═════ Given records ═════
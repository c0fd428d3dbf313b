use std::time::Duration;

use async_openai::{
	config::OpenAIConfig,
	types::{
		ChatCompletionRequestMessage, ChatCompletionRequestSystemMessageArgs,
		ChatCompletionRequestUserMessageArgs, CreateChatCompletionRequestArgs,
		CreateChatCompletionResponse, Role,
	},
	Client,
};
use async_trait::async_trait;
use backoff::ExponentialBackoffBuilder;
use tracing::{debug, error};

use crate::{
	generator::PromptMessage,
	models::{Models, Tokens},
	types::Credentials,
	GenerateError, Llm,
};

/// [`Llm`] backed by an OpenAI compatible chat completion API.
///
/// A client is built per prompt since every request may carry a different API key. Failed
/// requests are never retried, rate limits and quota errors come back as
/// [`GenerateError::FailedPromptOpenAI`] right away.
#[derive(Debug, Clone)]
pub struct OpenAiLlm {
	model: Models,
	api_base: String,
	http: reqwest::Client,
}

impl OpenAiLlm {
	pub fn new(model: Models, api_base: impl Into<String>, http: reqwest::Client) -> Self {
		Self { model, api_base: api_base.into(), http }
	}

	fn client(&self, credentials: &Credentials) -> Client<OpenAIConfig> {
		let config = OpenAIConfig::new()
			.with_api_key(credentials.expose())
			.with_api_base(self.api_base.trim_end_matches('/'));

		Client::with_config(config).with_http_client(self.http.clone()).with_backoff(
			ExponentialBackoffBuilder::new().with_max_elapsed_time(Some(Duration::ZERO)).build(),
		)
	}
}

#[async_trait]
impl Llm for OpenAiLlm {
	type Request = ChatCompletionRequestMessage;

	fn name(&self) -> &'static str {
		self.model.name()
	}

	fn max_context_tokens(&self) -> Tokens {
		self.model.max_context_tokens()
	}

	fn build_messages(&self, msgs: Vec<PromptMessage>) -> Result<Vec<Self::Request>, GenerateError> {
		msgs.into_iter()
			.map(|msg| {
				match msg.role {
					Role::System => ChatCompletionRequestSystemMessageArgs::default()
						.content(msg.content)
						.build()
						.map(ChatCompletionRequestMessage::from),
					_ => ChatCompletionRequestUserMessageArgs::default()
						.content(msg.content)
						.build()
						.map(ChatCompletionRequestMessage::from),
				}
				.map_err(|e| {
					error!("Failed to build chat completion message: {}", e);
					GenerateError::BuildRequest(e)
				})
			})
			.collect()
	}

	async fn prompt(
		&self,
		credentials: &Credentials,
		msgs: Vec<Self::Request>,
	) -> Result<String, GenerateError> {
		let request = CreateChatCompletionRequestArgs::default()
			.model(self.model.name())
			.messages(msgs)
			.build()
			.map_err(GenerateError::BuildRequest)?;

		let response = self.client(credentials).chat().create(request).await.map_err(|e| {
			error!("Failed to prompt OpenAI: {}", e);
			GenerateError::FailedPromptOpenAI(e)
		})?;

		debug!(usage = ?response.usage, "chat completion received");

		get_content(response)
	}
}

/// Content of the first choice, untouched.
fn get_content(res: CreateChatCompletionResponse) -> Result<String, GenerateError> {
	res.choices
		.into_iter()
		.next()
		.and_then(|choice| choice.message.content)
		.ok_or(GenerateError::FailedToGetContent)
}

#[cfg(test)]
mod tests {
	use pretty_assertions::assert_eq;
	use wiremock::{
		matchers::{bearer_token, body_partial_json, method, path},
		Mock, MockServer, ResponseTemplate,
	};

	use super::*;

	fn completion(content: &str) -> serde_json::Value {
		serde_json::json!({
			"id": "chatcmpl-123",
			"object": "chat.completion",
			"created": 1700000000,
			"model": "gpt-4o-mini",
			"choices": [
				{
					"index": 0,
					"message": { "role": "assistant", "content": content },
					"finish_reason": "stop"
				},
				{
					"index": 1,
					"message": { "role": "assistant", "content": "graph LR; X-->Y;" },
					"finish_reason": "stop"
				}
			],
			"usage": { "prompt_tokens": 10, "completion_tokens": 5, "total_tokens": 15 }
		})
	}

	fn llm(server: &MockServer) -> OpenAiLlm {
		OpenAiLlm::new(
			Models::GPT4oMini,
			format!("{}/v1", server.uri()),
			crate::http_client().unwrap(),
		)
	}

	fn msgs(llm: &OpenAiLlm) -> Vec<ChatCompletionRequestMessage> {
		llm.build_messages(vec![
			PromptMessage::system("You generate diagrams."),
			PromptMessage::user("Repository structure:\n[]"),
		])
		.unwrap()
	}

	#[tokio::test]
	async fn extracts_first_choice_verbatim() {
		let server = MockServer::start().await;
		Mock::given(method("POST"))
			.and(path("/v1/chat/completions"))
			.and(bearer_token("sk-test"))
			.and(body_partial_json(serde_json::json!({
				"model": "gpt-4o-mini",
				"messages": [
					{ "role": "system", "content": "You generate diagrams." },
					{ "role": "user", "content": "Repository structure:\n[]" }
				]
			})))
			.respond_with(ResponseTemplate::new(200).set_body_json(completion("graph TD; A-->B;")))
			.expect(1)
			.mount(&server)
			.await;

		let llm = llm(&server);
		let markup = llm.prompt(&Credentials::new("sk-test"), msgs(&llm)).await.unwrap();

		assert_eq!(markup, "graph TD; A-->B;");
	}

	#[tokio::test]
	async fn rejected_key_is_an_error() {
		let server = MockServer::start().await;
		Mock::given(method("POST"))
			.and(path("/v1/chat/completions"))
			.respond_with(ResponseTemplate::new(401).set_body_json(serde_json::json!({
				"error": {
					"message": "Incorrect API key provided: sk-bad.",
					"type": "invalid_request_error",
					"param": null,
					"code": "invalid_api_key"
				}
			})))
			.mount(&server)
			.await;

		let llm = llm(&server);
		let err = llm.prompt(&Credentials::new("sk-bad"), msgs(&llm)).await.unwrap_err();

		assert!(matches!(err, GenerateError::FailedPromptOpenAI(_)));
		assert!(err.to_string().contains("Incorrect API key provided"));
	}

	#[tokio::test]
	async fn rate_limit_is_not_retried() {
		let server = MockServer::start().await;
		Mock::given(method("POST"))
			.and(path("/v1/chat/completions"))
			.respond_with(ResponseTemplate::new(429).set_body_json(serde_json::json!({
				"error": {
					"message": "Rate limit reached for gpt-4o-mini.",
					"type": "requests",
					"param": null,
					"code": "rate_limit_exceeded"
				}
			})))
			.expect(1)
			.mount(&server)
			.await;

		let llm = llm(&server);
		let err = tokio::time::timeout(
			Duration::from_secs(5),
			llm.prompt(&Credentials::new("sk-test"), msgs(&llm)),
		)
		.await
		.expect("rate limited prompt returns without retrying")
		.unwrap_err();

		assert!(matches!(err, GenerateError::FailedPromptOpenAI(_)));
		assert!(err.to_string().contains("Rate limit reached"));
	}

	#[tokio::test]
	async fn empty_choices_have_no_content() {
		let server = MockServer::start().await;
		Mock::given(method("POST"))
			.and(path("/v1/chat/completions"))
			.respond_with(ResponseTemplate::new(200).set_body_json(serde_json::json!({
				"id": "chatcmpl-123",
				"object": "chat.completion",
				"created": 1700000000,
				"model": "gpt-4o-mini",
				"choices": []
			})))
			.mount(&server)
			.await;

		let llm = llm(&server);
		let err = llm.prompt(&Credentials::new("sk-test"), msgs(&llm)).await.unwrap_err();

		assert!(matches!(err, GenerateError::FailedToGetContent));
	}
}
═════
Directions for this task: Please transcribe the records exactly from their first line through the line holding "pub fn new(model: Models, api_base: impl", and leave out all others.

Exercise output:
repository c0fd428d3dbf313b
use std::time::Duration;

use async_openai::{
	config::OpenAIConfig,
	types::{
		ChatCompletionRequestMessage, ChatCompletionRequestSystemMessageArgs,
		ChatCompletionRequestUserMessageArgs, CreateChatCompletionRequestArgs,
		CreateChatCompletionResponse, Role,
	},
	Client,
};
use async_trait::async_trait;
use backoff::ExponentialBackoffBuilder;
use tracing::{debug, error};

use crate::{
	generator::PromptMessage,
	models::{Models, Tokens},
	types::Credentials,
	GenerateError, Llm,
};

/// [`Llm`] backed by an OpenAI compatible chat completion API.
///
/// A client is built per prompt since every request may carry a different API key. Failed
/// requests are never retried, rate limits and quota errors come back as
/// [`GenerateError::FailedPromptOpenAI`] right away.
#[derive(Debug, Clone)]
pub struct OpenAiLlm {
	model: Models,
	api_base: String,
	http: reqwest::Client,
}

impl OpenAiLlm {
	pub fn new(model: Models, api_base: impl Into<String>, http: reqwest::Client) -> Self {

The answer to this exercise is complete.